··· Supplied records
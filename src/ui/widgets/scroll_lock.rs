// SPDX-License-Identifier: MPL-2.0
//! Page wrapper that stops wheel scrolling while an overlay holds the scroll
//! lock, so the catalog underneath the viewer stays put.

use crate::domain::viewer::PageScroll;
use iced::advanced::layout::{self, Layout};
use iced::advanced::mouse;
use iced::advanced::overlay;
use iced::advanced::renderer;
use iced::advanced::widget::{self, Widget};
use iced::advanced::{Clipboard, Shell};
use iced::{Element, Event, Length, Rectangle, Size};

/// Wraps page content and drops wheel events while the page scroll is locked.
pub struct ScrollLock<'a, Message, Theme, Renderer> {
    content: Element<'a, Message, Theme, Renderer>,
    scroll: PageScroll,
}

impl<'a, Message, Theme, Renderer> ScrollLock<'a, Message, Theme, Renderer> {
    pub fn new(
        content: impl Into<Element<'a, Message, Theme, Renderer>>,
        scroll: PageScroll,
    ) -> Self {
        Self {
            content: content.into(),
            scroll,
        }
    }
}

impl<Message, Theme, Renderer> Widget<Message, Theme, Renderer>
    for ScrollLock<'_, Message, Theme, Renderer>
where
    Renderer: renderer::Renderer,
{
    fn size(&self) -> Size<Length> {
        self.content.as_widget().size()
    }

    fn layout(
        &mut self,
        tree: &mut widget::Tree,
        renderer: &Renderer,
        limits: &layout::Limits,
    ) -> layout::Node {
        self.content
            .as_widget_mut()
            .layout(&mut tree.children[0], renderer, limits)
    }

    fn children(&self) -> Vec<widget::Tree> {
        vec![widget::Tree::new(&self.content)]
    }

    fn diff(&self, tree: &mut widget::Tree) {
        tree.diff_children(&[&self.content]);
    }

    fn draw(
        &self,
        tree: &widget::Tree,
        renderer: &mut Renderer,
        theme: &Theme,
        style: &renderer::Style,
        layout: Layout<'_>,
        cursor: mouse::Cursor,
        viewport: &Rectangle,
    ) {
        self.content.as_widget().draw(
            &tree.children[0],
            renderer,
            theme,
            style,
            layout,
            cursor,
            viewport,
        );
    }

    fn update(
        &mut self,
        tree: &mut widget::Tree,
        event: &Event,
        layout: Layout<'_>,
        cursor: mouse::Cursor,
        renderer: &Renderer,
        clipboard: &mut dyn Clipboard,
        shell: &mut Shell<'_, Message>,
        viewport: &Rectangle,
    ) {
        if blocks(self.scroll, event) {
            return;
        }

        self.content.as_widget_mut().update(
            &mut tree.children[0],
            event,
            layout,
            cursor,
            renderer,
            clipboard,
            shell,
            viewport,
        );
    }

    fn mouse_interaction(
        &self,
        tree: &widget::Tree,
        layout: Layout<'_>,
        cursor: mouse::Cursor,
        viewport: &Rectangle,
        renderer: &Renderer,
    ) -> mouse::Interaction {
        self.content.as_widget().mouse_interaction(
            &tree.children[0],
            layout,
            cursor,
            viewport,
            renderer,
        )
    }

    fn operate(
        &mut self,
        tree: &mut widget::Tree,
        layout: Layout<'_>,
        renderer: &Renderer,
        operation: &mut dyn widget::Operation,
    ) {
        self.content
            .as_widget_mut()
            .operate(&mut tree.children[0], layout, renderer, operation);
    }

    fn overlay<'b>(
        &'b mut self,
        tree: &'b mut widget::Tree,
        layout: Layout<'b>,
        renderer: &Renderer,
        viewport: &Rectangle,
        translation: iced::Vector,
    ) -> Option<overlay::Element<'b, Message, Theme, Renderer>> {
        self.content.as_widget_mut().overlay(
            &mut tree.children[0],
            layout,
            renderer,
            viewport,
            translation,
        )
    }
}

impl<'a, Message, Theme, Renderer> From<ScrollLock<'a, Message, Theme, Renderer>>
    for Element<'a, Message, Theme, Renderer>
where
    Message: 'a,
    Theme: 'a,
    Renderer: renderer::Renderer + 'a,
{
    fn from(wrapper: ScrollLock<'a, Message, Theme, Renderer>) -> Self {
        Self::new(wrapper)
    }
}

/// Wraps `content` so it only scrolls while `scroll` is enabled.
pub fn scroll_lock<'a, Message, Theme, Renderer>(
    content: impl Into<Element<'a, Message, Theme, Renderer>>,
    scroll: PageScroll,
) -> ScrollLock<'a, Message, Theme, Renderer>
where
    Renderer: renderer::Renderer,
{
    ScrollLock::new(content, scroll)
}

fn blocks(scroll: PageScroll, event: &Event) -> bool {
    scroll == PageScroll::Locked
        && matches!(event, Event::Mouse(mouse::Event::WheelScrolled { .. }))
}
······
● **What you will do**: Check each line of the data for "while". Copy the lines where it turns up.

● **Completed exercise**:
//! Page wrapper that stops wheel scrolling while an overlay holds the scroll
/// Wraps page content and drops wheel events while the page scroll is locked.
/// Wraps `content` so it only scrolls while `scroll` is enabled.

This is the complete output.